From the records, report how many lines hold the word "Relaxed", with the number as the sole reply.

TASK DATA -

====

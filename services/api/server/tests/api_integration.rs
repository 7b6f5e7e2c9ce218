//! Integration tests driving the full application router.
//!
//! The HTTP contract (CORS, 405, 404, payload rejection, limit parsing) is
//! exercised against a router whose pool never connects. The end-to-end
//! history flow needs a real PostgreSQL instance and runs only when
//! `TEST_DATABASE_URL` is set; it is skipped otherwise.

use std::sync::Arc;

use axum::http::{HeaderValue, Method, StatusCode, header};
use axum_test::TestServer;
use diesel_async::AsyncPgConnection;
use diesel_async::pooled_connection::{AsyncDieselConnectionManager, bb8};
use serde_json::{Value, json};

use history_api::metrics::ServerMetrics;
use history_api::shutdown::ShutdownCoordinator;
use history_api::{AppState, Config};

const MIGRATIONS: diesel_migrations::EmbeddedMigrations =
    diesel_migrations::embed_migrations!("./../../../db/migrations");

const HISTORY_ROUTE: &str = "/api/search/v1/history";

fn test_config(database_url: &str) -> Config {
    Config {
        api_service_port: "3000".to_string(),
        rust_log: "info".to_string(),
        log_format: String::new(),
        database_url: database_url.to_string(),
    }
}

fn state_with_pool(
    pool: postgres_models::connection::Pool,
    database_url: &str,
) -> AppState {
    AppState {
        metrics: Arc::new(ServerMetrics::new().unwrap()),
        pool: pool.clone(),
        config: Arc::new(test_config(database_url)),
        shutdown: Arc::new(ShutdownCoordinator::new(pool)),
    }
}

/// Router backed by a pool that never connects. Good enough for every
/// route that fails or finishes before touching the database.
fn build_test_server() -> TestServer {
    let url = "postgresql://localhost:5432/unused";
    let manager = AsyncDieselConnectionManager::<AsyncPgConnection>::new(url);
    let pool = bb8::Pool::builder().build_unchecked(manager);
    TestServer::new(history_api::app(state_with_pool(pool, url))).unwrap()
}

/// Router backed by the database named in `TEST_DATABASE_URL`, with
/// migrations applied and the history table emptied. `None` when the
/// variable is not set.
async fn build_db_test_server() -> Option<TestServer> {
    let url = match std::env::var("TEST_DATABASE_URL") {
        Ok(url) => url,
        Err(_) => {
            eprintln!("TEST_DATABASE_URL not set, skipping database test");
            return None;
        }
    };

    let pool = postgres_models::connection::establish_connection(url.clone())
        .await
        .expect("failed to connect to the test database");

    let conn = pool
        .get_owned()
        .await
        .expect("failed to get a connection for migrations");
    postgres_models::connection::run_migrations(conn, MIGRATIONS)
        .await
        .expect("failed to run migrations");

    {
        use diesel_async::RunQueryDsl;

        let mut conn = pool.get_owned().await.expect("cleanup connection");
        diesel::delete(postgres_models::schema::search_history::table)
            .execute(&mut conn)
            .await
            .expect("failed to empty search_history");
    }

    let server =
        TestServer::new(history_api::app(state_with_pool(pool, &url)))
            .unwrap();
    Some(server)
}

#[tokio::test]
async fn test_bare_options_returns_cors_contract() {
    let server = build_test_server();

    let response = server
        .method(Method::OPTIONS, HISTORY_ROUTE)
        .add_header(header::ORIGIN, HeaderValue::from_static("http://localhost"))
        .await;

    response.assert_status_ok();
    assert_eq!(response.text(), "");

    let headers = response.headers();
    assert_eq!(
        headers.get("access-control-allow-origin").unwrap(),
        "*"
    );
    assert_eq!(
        headers.get("access-control-allow-methods").unwrap(),
        "GET, POST, OPTIONS"
    );
    assert_eq!(
        headers.get("access-control-allow-headers").unwrap(),
        "Content-Type"
    );
    assert_eq!(headers.get("access-control-max-age").unwrap(), "86400");
    assert!(headers.get(header::CONTENT_TYPE).is_none());
}

#[tokio::test]
async fn test_browser_preflight_is_answered_by_the_cors_layer() {
    let server = build_test_server();

    let response = server
        .method(Method::OPTIONS, HISTORY_ROUTE)
        .add_header(header::ORIGIN, HeaderValue::from_static("http://localhost"))
        .add_header(
            header::ACCESS_CONTROL_REQUEST_METHOD,
            HeaderValue::from_static("POST"),
        )
        .await;

    response.assert_status_ok();

    let headers = response.headers();
    assert_eq!(headers.get("access-control-allow-origin").unwrap(), "*");
    let allow_methods = headers
        .get("access-control-allow-methods")
        .unwrap()
        .to_str()
        .unwrap()
        .to_string();
    assert!(allow_methods.contains("POST"));
    assert_eq!(headers.get("access-control-max-age").unwrap(), "86400");
}

#[tokio::test]
async fn test_unsupported_method_returns_405_envelope() {
    let server = build_test_server();

    let response = server.method(Method::DELETE, HISTORY_ROUTE).await;

    response.assert_status(StatusCode::METHOD_NOT_ALLOWED);
    let body: Value = response.json();
    assert_eq!(body, json!({ "error": "Method not allowed" }));
    assert_eq!(
        response.headers().get("access-control-allow-origin").unwrap(),
        "*"
    );
}

#[tokio::test]
async fn test_unknown_path_returns_404_envelope() {
    let server = build_test_server();

    let response = server.get("/api/search/v1/nope").await;

    response.assert_status(StatusCode::NOT_FOUND);
    let body: Value = response.json();
    assert_eq!(body["error"], "Not Found");
    assert_eq!(body["status"], 404);
}

#[tokio::test]
async fn test_non_numeric_limit_returns_400() {
    let server = build_test_server();

    let response = server
        .get(HISTORY_ROUTE)
        .add_query_param("limit", "abc")
        .await;

    response.assert_status(StatusCode::BAD_REQUEST);
    let body: Value = response.json();
    assert_eq!(body["error"], "Invalid limit value: abc");
}

#[tokio::test]
async fn test_malformed_json_body_returns_400() {
    let server = build_test_server();

    let response = server
        .post(HISTORY_ROUTE)
        .content_type("application/json")
        .bytes("{not json".into())
        .await;

    response.assert_status(StatusCode::BAD_REQUEST);
    let body: Value = response.json();
    assert!(body["error"].is_string());
}

#[tokio::test]
async fn test_missing_json_content_type_returns_400() {
    let server = build_test_server();

    let response = server.post(HISTORY_ROUTE).text("query=cats").await;

    response.assert_status(StatusCode::BAD_REQUEST);
    let body: Value = response.json();
    assert_eq!(
        body["error"],
        "Content-Type header must be application/json"
    );
}

#[tokio::test]
async fn test_version_route() {
    let server = build_test_server();

    let response = server.get("/version").await;

    response.assert_status_ok();
    assert!(!response.text().is_empty());
}

#[tokio::test]
async fn test_metrics_route_exposes_domain_counters() {
    let server = build_test_server();

    let response = server.get("/metrics").await;

    response.assert_status_ok();
    let body = response.text();
    assert!(body.contains("searches_recorded"));
    assert!(body.contains("history_reads"));
}

#[tokio::test]
async fn test_openapi_spec_is_served() {
    let server = build_test_server();

    let response = server.get("/api-docs/openapi.json").await;

    response.assert_status_ok();
    let body: Value = response.json();
    assert_eq!(body["info"]["title"], "Search History API");
}

#[tokio::test]
async fn test_history_flow_round_trip() {
    let Some(server) = build_db_test_server().await else {
        return;
    };

    // Record one search and read it straight back.
    let response = server
        .post(HISTORY_ROUTE)
        .json(&json!({ "query": "cats" }))
        .await;
    response.assert_status(StatusCode::CREATED);
    let body: Value = response.json();
    assert_eq!(body, json!({ "success": true, "message": "Search saved" }));

    let response = server
        .get(HISTORY_ROUTE)
        .add_query_param("limit", "1")
        .await;
    response.assert_status_ok();
    let body: Value = response.json();
    let history = body["history"].as_array().unwrap();
    assert_eq!(history.len(), 1);
    assert_eq!(history[0]["query"], "cats");
    assert!(history[0]["id"].is_i64());
    assert!(history[0]["search_time"].is_string());
    assert!(history[0]["results_count"].is_null());

    // A missing query field is stored as the empty string.
    let response = server.post(HISTORY_ROUTE).json(&json!({})).await;
    response.assert_status(StatusCode::CREATED);

    // Fill the table up to 12 entries.
    for i in 0..10 {
        let response = server
            .post(HISTORY_ROUTE)
            .json(&json!({ "query": format!("query-{i}") }))
            .await;
        response.assert_status(StatusCode::CREATED);
    }

    // A limit below the row count truncates, newest first.
    let response = server
        .get(HISTORY_ROUTE)
        .add_query_param("limit", "3")
        .await;
    response.assert_status_ok();
    let body: Value = response.json();
    let history = body["history"].as_array().unwrap();
    assert_eq!(history.len(), 3);
    assert_eq!(history[0]["query"], "query-9");
    assert_eq!(history[1]["query"], "query-8");
    assert_eq!(history[2]["query"], "query-7");

    // A limit above the row count returns everything.
    let response = server
        .get(HISTORY_ROUTE)
        .add_query_param("limit", "50")
        .await;
    response.assert_status_ok();
    let body: Value = response.json();
    let history = body["history"].as_array().unwrap();
    assert_eq!(history.len(), 12);
    let empty_query = history
        .iter()
        .filter(|entry| entry["query"] == "")
        .count();
    assert_eq!(empty_query, 1);
}
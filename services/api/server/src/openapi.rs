use utoipa::OpenApi;

/// Main OpenAPI documentation for the Search v1 API
#[derive(OpenApi)]
#[openapi(
    paths(
        crate::history_api::core::v1::history::record::handler::handler,
        crate::history_api::core::v1::history::recent::handler::handler,
    ),
    info(
        title = "Search History API",
        version = "1.0.0",
        description = "REST API for recording search queries and reading back the most recent history",
        license(name = "Apache-2.0")
    ),
    servers(
        (url = "/api/search/v1", description = "API v1")
    ),
    tags(
        (name = "search", description = "Search history recording and retrieval")
    )
)]
pub struct SearchV1ApiDoc;
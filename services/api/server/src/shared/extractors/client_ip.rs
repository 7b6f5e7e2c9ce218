use std::net::SocketAddr;

use axum::extract::{ConnectInfo, FromRequestParts};
use axum::http::request::Parts;

/// Source IP of the client that issued the request.
///
/// Looks at the first hop of `x-forwarded-for`, then `x-real-ip`, then the
/// peer address of the socket. Resolves to the empty string when none of
/// those are available; recording a search never fails on a missing IP.
#[derive(Debug, Clone)]
pub struct ClientIp(pub String);

impl<S> FromRequestParts<S> for ClientIp
where
    S: Send + Sync,
{
    type Rejection = std::convert::Infallible;

    async fn from_request_parts(
        parts: &mut Parts,
        _: &S,
    ) -> Result<Self, Self::Rejection> {
        let ip = header_ip(parts, "x-forwarded-for")
            .or_else(|| header_ip(parts, "x-real-ip"))
            .or_else(|| {
                parts
                    .extensions
                    .get::<ConnectInfo<SocketAddr>>()
                    .map(|ConnectInfo(addr)| addr.ip().to_string())
            });

        Ok(Self(ip.unwrap_or_default()))
    }
}

fn header_ip(parts: &Parts, name: &str) -> Option<String> {
    parts
        .headers
        .get(name)
        .and_then(|value| value.to_str().ok())
        .and_then(|value| value.split(',').next())
        .map(str::trim)
        .filter(|value| !value.is_empty())
        .map(str::to_string)
}

impl std::fmt::Display for ClientIp {
    fn fmt(&self, f: &mut std::fmt::Formatter<'_>) -> std::fmt::Result {
        write!(f, "{}", self.0)
    }
}

#[cfg(test)]
mod tests {
    use super::*;
    use axum::http::Request;
    use pretty_assertions::assert_eq;

    fn parts_with_headers(headers: &[(&str, &str)]) -> Parts {
        let mut builder = Request::builder().uri("/");
        for (name, value) in headers {
            builder = builder.header(*name, *value);
        }
        builder.body(()).unwrap().into_parts().0
    }

    #[tokio::test]
    async fn prefers_first_forwarded_hop() {
        let mut parts = parts_with_headers(&[
            ("x-forwarded-for", "203.0.113.7, 10.0.0.1"),
            ("x-real-ip", "198.51.100.2"),
        ]);
        let ClientIp(ip) =
            ClientIp::from_request_parts(&mut parts, &()).await.unwrap();
        assert_eq!(ip, "203.0.113.7");
    }

    #[tokio::test]
    async fn falls_back_to_real_ip_header() {
        let mut parts =
            parts_with_headers(&[("x-real-ip", "198.51.100.2")]);
        let ClientIp(ip) =
            ClientIp::from_request_parts(&mut parts, &()).await.unwrap();
        assert_eq!(ip, "198.51.100.2");
    }

    #[tokio::test]
    async fn falls_back_to_peer_address() {
        let mut parts = parts_with_headers(&[]);
        parts.extensions.insert(ConnectInfo(SocketAddr::from((
            [192, 0, 2, 1],
            54321,
        ))));
        let ClientIp(ip) =
            ClientIp::from_request_parts(&mut parts, &()).await.unwrap();
        assert_eq!(ip, "192.0.2.1");
    }

    #[tokio::test]
    async fn resolves_to_empty_string_when_unavailable() {
        let mut parts = parts_with_headers(&[]);
        let ClientIp(ip) =
            ClientIp::from_request_parts(&mut parts, &()).await.unwrap();
        assert_eq!(ip, "");
    }

    #[tokio::test]
    async fn ignores_blank_forwarded_header() {
        let mut parts = parts_with_headers(&[("x-forwarded-for", "  ")]);
        let ClientIp(ip) =
            ClientIp::from_request_parts(&mut parts, &()).await.unwrap();
        assert_eq!(ip, "");
    }
}
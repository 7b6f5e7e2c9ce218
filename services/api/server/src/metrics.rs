use prometheus::{
    Encoder, IntCounter, IntCounterVec, Opts, Registry, TextEncoder,
};

/// Prometheus counters for the search-history service, all registered in
/// their own registry so tests can create as many instances as they need.
#[derive(Clone, Debug)]
pub struct ServerMetrics {
    pub registry: Registry,

    pub request_errors: IntCounterVec,
    pub searches_recorded: IntCounter,
    pub history_reads: IntCounter,
}

impl Default for ServerMetrics {
    fn default() -> Self {
        ServerMetrics::new().expect("Failed to create default ServerMetrics")
    }
}

impl ServerMetrics {
    pub fn new() -> anyhow::Result<Self> {
        let request_errors = IntCounterVec::new(
            Opts::new(
                "request_errors",
                "A metric counting request errors by handler and error code",
            ),
            &["handler", "error_code"],
        )?;

        let searches_recorded = IntCounter::with_opts(Opts::new(
            "searches_recorded",
            "A metric counting successfully recorded search queries",
        ))?;

        let history_reads = IntCounter::with_opts(Opts::new(
            "history_reads",
            "A metric counting successful history reads",
        ))?;

        let registry = Registry::new();
        registry.register(Box::new(request_errors.clone()))?;
        registry.register(Box::new(searches_recorded.clone()))?;
        registry.register(Box::new(history_reads.clone()))?;

        Ok(Self {
            registry,
            request_errors,
            searches_recorded,
            history_reads,
        })
    }

    pub fn record_error(&self, handler: &str, error_code: &str) {
        self.request_errors
            .with_label_values(&[handler, error_code])
            .inc();
    }

    /// Render every registered metric in the Prometheus text format.
    pub fn render(&self) -> String {
        let encoder = TextEncoder::new();
        let mut buffer = Vec::new();
        if let Err(e) = encoder.encode(&self.registry.gather(), &mut buffer) {
            tracing::error!("Failed to encode metrics: {e}");
            return String::new();
        }

        String::from_utf8(buffer).unwrap_or_default()
    }
}

#[cfg(test)]
mod tests {
    use super::ServerMetrics;

    #[test]
    fn record_error_shows_up_in_rendered_output() {
        let metrics = ServerMetrics::new().unwrap();
        metrics.record_error("search_recent", "invalid_limit");
        metrics.record_error("search_recent", "invalid_limit");

        let rendered = metrics.render();
        assert!(rendered.contains("request_errors"));
        assert!(rendered.contains("invalid_limit"));
        assert!(rendered.contains("2"));
    }

    #[test]
    fn domain_counters_render_at_zero() {
        let metrics = ServerMetrics::new().unwrap();
        let rendered = metrics.render();
        assert!(rendered.contains("searches_recorded 0"));
        assert!(rendered.contains("history_reads 0"));
    }
}
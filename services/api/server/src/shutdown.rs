use std::sync::Arc;
use std::sync::atomic::{AtomicBool, Ordering};
use tokio::signal;
use tokio::sync::{Mutex, Notify};
use tokio::time::Duration;
use tracing::{info, warn};

pub struct ShutdownCoordinator {
    notify: Arc<Notify>,
    shutting_down: AtomicBool,
    inner: Mutex<Option<ShutdownInner>>,
}

struct ShutdownInner {
    db_pool: postgres_models::connection::Pool,
}

impl ShutdownCoordinator {
    pub fn new(db_pool: postgres_models::connection::Pool) -> Self {
        Self {
            notify: Arc::new(Notify::new()),
            shutting_down: AtomicBool::new(false),
            inner: Mutex::new(Some(ShutdownInner { db_pool })),
        }
    }

    pub async fn wait_for_shutdown(&self) {
        self.notify.notified().await;
    }

    pub fn is_shutting_down(&self) -> bool {
        self.shutting_down.load(Ordering::Relaxed)
    }

    pub async fn shutdown(&self) {
        self.shutting_down.store(true, Ordering::Relaxed);
        info!("Initiating graceful shutdown sequence");

        // Take ownership of the inner data
        let inner = match self.inner.lock().await.take() {
            Some(inner) => inner,
            None => {
                warn!("Shutdown already called");
                return;
            }
        };

        // Notify all waiting tasks
        self.notify.notify_waiters();

        let shutdown_timeout = Duration::from_secs(10);
        match tokio::time::timeout(
            shutdown_timeout,
            postgres_models::connection::shutdown_pool_with_timeout(
                inner.db_pool.into(),
                shutdown_timeout,
            ),
        )
        .await
        {
            Ok(Ok(_)) => info!("Database pool shutdown completed"),
            Ok(Err(e)) => warn!("Database pool shutdown error: {:?}", e),
            Err(_) => warn!("Database pool shutdown timed out"),
        }

        info!("Graceful shutdown sequence complete");
    }
}

pub async fn listen_for_shutdown_signals() {
    let ctrl_c = async {
        signal::ctrl_c()
            .await
            .expect("failed to install Ctrl+C handler");
    };

    let terminate = async {
        signal::unix::signal(signal::unix::SignalKind::terminate())
            .expect("failed to install signal handler")
            .recv()
            .await;
    };

    tokio::select! {
        _ = ctrl_c => {
            info!("Received Ctrl+C signal");
        }
        _ = terminate => {
            info!("Received SIGTERM signal");
        }
    }

    info!("signal received, starting graceful shutdown");
}
//! Transaction Filtering
//!
//! Decides whether an assembled record is kept, based on caller-supplied method terms
//! and an amount mode. Filters are validated up front so a bad literal never reaches
//! the network.

use std::fmt;
use std::str::FromStr;

use rust_decimal::Decimal;
use thiserror::Error;

use crate::assembler::TransactionRecord;

/// Errors that can occur while building a filter
#[derive(Error, Debug, Clone, PartialEq, Eq)]
pub enum FilterError {
    #[error("Invalid amount filter '{0}'. Use '0' for zero value or 'not-0' for non-zero value")]
    InvalidAmountMode(String),
}

/// Value predicate
#[derive(Debug, Clone, Copy, PartialEq, Eq, Hash)]
pub enum AmountMode {
    /// `value == 0`
    Zero,
    /// `value != 0`
    NonZero,
}

impl AmountMode {
    /// Check a value against this mode. An unknown value never matches.
    pub fn matches(&self, value: Option<&Decimal>) -> bool {
        match (self, value) {
            (_, None) => false,
            (AmountMode::Zero, Some(v)) => v.is_zero(),
            (AmountMode::NonZero, Some(v)) => !v.is_zero(),
        }
    }

    /// Canonical command-line literal
    pub fn literal(&self) -> &'static str {
        match self {
            AmountMode::Zero => "0",
            AmountMode::NonZero => "not-0",
        }
    }
}

impl FromStr for AmountMode {
    type Err = FilterError;

    fn from_str(s: &str) -> Result<Self, Self::Err> {
        match s {
            "0" | "zero" => Ok(AmountMode::Zero),
            "not-0" | "nonzero" => Ok(AmountMode::NonZero),
            other => Err(FilterError::InvalidAmountMode(other.to_string())),
        }
    }
}

impl fmt::Display for AmountMode {
    fn fmt(&self, f: &mut fmt::Formatter<'_>) -> fmt::Result {
        f.write_str(self.literal())
    }
}

/// Parse an optional amount literal
pub fn parse_amount_mode(literal: Option<&str>) -> Result<Option<AmountMode>, FilterError> {
    literal.map(AmountMode::from_str).transpose()
}

/// Combined method and amount predicate
#[derive(Debug, Clone, Default, PartialEq, Eq)]
pub struct TransactionFilter {
    /// Lowercased substrings, any of which may match the action label
    method_terms: Vec<String>,
    amount: Option<AmountMode>,
}

impl TransactionFilter {
    /// Filter that accepts everything
    pub fn accept_all() -> Self {
        Self::default()
    }

    /// Build a filter from caller input. Blank method terms are ignored.
    pub fn new<S: AsRef<str>>(method_terms: &[S], amount: Option<AmountMode>) -> Self {
        let method_terms = method_terms
            .iter()
            .map(|t| t.as_ref().trim().to_lowercase())
            .filter(|t| !t.is_empty())
            .collect();

        Self { method_terms, amount }
    }

    /// Build a filter from raw literals, rejecting an unknown amount mode
    pub fn parse<S: AsRef<str>>(method_terms: &[S], amount: Option<&str>) -> Result<Self, FilterError> {
        Ok(Self::new(method_terms, parse_amount_mode(amount)?))
    }

    pub fn method_terms(&self) -> &[String] {
        &self.method_terms
    }

    pub fn amount(&self) -> Option<AmountMode> {
        self.amount
    }

    pub fn is_empty(&self) -> bool {
        self.method_terms.is_empty() && self.amount.is_none()
    }

    /// Check whether an action label contains any method term (case-insensitive)
    pub fn matches_action(&self, action: Option<&str>) -> bool {
        if self.method_terms.is_empty() {
            return true;
        }
        let Some(action) = action else {
            return false;
        };
        let action = action.to_lowercase();
        self.method_terms.iter().any(|term| action.contains(term.as_str()))
    }

    /// Check whether a value passes the amount mode
    pub fn matches_value(&self, value: Option<&Decimal>) -> bool {
        self.amount.map_or(true, |mode| mode.matches(value))
    }

    /// Check an assembled record
    pub fn matches(&self, record: &TransactionRecord) -> bool {
        self.matches_action(Some(&record.action)) && self.matches_value(Some(&record.value))
    }
}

====

REPLY TO THE TASK - 2